The entries that follow should be written out exactly.

── PROVIDED DATA

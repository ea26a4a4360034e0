use crate::{ApiResult, AppState, AuthenticatedUser};

use axum::{
    Json,
    extract::{Path, State},
};
use serde::Serialize;
use tg_auth::RevokeTarget;
use tg_core::Role;

#[derive(Debug, Serialize)]
#[serde(rename_all = "camelCase")]
pub struct RevokeUserResponse {
    pub user_id: String,
    pub revoked: u32,
}

/// POST /api/v1/admin/users/{user_id}/revoke
///
/// Revokes every lineage the user holds. Access tokens already issued stay
/// valid until they expire.
pub async fn revoke_user(
    State(state): State<AppState>,
    AuthenticatedUser(grant): AuthenticatedUser,
    Path(user_id): Path<String>,
) -> ApiResult<Json<RevokeUserResponse>> {
    grant.require(Role::Admin)?;

    let revoked = state
        .authority
        .revoke_with_retry(
            RevokeTarget::User(user_id.clone()),
            &state.settings.revocation_retry,
        )
        .await?;

    log::info!(
        "Admin {} revoked {} session(s) of user {}",
        grant.claims.id,
        revoked,
        user_id
    );

    Ok(Json(RevokeUserResponse { user_id, revoked }))
}
mod codec;

use crate::{AuthorityConfig, SessionAuthority, TokenCodec};

use std::sync::Arc;
use std::sync::atomic::{AtomicBool, AtomicU32, Ordering};
use std::time::Duration;

use async_trait::async_trait;
use chrono::{DateTime, Utc};
use tg_core::{IdentityClaims, Role};
use tg_store::{
    CasOutcome, CredentialStore, MemoryStore, Result as StoreResult, StoreError, StoredEntry,
};

pub(crate) const TEST_SECRET: &[u8] = b"test-secret-key-at-least-32-bytes";

pub(crate) fn cliente(id: &str) -> IdentityClaims {
    IdentityClaims::new(id, format!("{id}@example.com"), Role::Cliente, "Test User")
}

pub(crate) fn authority_with(
    store: Arc<dyn CredentialStore>,
    config: AuthorityConfig,
) -> SessionAuthority {
    let codec = TokenCodec::new(TEST_SECRET, 0).unwrap();
    SessionAuthority::new(store, codec, config).unwrap()
}

pub(crate) fn authority() -> (SessionAuthority, Arc<MemoryStore>) {
    let store = Arc::new(MemoryStore::new());
    let authority = authority_with(store.clone(), AuthorityConfig::default());
    (authority, store)
}

pub(crate) fn short_refresh_config(refresh_ttl: Duration) -> AuthorityConfig {
    AuthorityConfig {
        refresh_ttl,
        ..AuthorityConfig::default()
    }
}

/// Memory store that can be switched into an outage: every call fails with
/// `StoreError::Unavailable`, or hangs when `stalled` is set.
#[derive(Default)]
pub(crate) struct OutageStore {
    inner: MemoryStore,
    down: AtomicBool,
    stalled: AtomicBool,
    calls: AtomicU32,
}

impl OutageStore {
    pub(crate) fn go_down(&self) {
        self.down.store(true, Ordering::SeqCst);
    }

    pub(crate) fn stall(&self) {
        self.stalled.store(true, Ordering::SeqCst);
    }

    pub(crate) fn recover(&self) {
        self.down.store(false, Ordering::SeqCst);
        self.stalled.store(false, Ordering::SeqCst);
    }

    /// Store calls seen so far, failed ones included.
    pub(crate) fn calls(&self) -> u32 {
        self.calls.load(Ordering::SeqCst)
    }

    async fn gate(&self) -> StoreResult<()> {
        self.calls.fetch_add(1, Ordering::SeqCst);
        if self.stalled.load(Ordering::SeqCst) {
            tokio::time::sleep(Duration::from_secs(60)).await;
        }
        if self.down.load(Ordering::SeqCst) {
            return Err(StoreError::unavailable("connection refused"));
        }
        Ok(())
    }
}

#[async_trait]
impl CredentialStore for OutageStore {
    async fn get(&self, key: &str) -> StoreResult<Option<StoredEntry>> {
        self.gate().await?;
        self.inner.get(key).await
    }

    async fn compare_and_swap(
        &self,
        key: &str,
        expected_version: Option<u64>,
        value: String,
        expires_at: Option<DateTime<Utc>>,
    ) -> StoreResult<CasOutcome> {
        self.gate().await?;
        self.inner
            .compare_and_swap(key, expected_version, value, expires_at)
            .await
    }

    async fn delete(&self, key: &str) -> StoreResult<bool> {
        self.gate().await?;
        self.inner.delete(key).await
    }

    async fn purge_expired(&self, now: DateTime<Utc>) -> StoreResult<u64> {
        self.gate().await?;
        self.inner.purge_expired(now).await
    }

    async fn ping(&self) -> StoreResult<()> {
        self.gate().await
    }

    fn backend_name(&self) -> &'static str {
        "outage"
    }
}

────

EXERCISE RESULT:
repository ea26a4a4360034e0
use crate::{ApiResult, AppState, AuthenticatedUser};

use axum::{
    Json,
    extract::{Path, State},
};
use serde::Serialize;
use tg_auth::RevokeTarget;
use tg_core::Role;

#[derive(Debug, Serialize)]
#[serde(rename_all = "camelCase")]
pub struct RevokeUserResponse {
    pub user_id: String,
    pub revoked: u32,
}

/// POST /api/v1/admin/users/{user_id}/revoke
///
/// Revokes every lineage the user holds. Access tokens already issued stay
/// valid until they expire.
pub async fn revoke_user(
    State(state): State<AppState>,
    AuthenticatedUser(grant): AuthenticatedUser,
    Path(user_id): Path<String>,
) -> ApiResult<Json<RevokeUserResponse>> {
    grant.require(Role::Admin)?;

    let revoked = state
        .authority
        .revoke_with_retry(
            RevokeTarget::User(user_id.clone()),
            &state.settings.revocation_retry,
        )
        .await?;

    log::info!(
        "Admin {} revoked {} session(s) of user {}",
        grant.claims.id,
        revoked,
        user_id
    );

    Ok(Json(RevokeUserResponse { user_id, revoked }))
}
mod codec;

use crate::{AuthorityConfig, SessionAuthority, TokenCodec};

use std::sync::Arc;
use std::sync::atomic::{AtomicBool, AtomicU32, Ordering};
use std::time::Duration;

use async_trait::async_trait;
use chrono::{DateTime, Utc};
use tg_core::{IdentityClaims, Role};
use tg_store::{
    CasOutcome, CredentialStore, MemoryStore, Result as StoreResult, StoreError, StoredEntry,
};

pub(crate) const TEST_SECRET: &[u8] = b"test-secret-key-at-least-32-bytes";

pub(crate) fn cliente(id: &str) -> IdentityClaims {
    IdentityClaims::new(id, format!("{id}@example.com"), Role::Cliente, "Test User")
}

pub(crate) fn authority_with(
    store: Arc<dyn CredentialStore>,
    config: AuthorityConfig,
) -> SessionAuthority {
    let codec = TokenCodec::new(TEST_SECRET, 0).unwrap();
    SessionAuthority::new(store, codec, config).unwrap()
}

pub(crate) fn authority() -> (SessionAuthority, Arc<MemoryStore>) {
    let store = Arc::new(MemoryStore::new());
    let authority = authority_with(store.clone(), AuthorityConfig::default());
    (authority, store)
}

pub(crate) fn short_refresh_config(refresh_ttl: Duration) -> AuthorityConfig {
    AuthorityConfig {
        refresh_ttl,
        ..AuthorityConfig::default()
    }
}

/// Memory store that can be switched into an outage: every call fails with
/// `StoreError::Unavailable`, or hangs when `stalled` is set.
#[derive(Default)]
pub(crate) struct OutageStore {
    inner: MemoryStore,
    down: AtomicBool,
    stalled: AtomicBool,
    calls: AtomicU32,
}

impl OutageStore {
    pub(crate) fn go_down(&self) {
        self.down.store(true, Ordering::SeqCst);
    }

    pub(crate) fn stall(&self) {
        self.stalled.store(true, Ordering::SeqCst);
    }

    pub(crate) fn recover(&self) {
        self.down.store(false, Ordering::SeqCst);
        self.stalled.store(false, Ordering::SeqCst);
    }

    /// Store calls seen so far, failed ones included.
    pub(crate) fn calls(&self) -> u32 {
        self.calls.load(Ordering::SeqCst)
    }

    async fn gate(&self) -> StoreResult<()> {
        self.calls.fetch_add(1, Ordering::SeqCst);
        if self.stalled.load(Ordering::SeqCst) {
            tokio::time::sleep(Duration::from_secs(60)).await;
        }
        if self.down.load(Ordering::SeqCst) {
            return Err(StoreError::unavailable("connection refused"));
        }
        Ok(())
    }
}

#[async_trait]
impl CredentialStore for OutageStore {
    async fn get(&self, key: &str) -> StoreResult<Option<StoredEntry>> {
        self.gate().await?;
        self.inner.get(key).await
    }

    async fn compare_and_swap(
        &self,
        key: &str,
        expected_version: Option<u64>,
        value: String,
        expires_at: Option<DateTime<Utc>>,
    ) -> StoreResult<CasOutcome> {
        self.gate().await?;
        self.inner
            .compare_and_swap(key, expected_version, value, expires_at)
            .await
    }

    async fn delete(&self, key: &str) -> StoreResult<bool> {
        self.gate().await?;
        self.inner.delete(key).await
    }

    async fn purge_expired(&self, now: DateTime<Utc>) -> StoreResult<u64> {
        self.gate().await?;
        self.inner.purge_expired(now).await
    }

    async fn ping(&self) -> StoreResult<()> {
        self.gate().await
    }

    fn backend_name(&self) -> &'static str {
        "outage"
    }
}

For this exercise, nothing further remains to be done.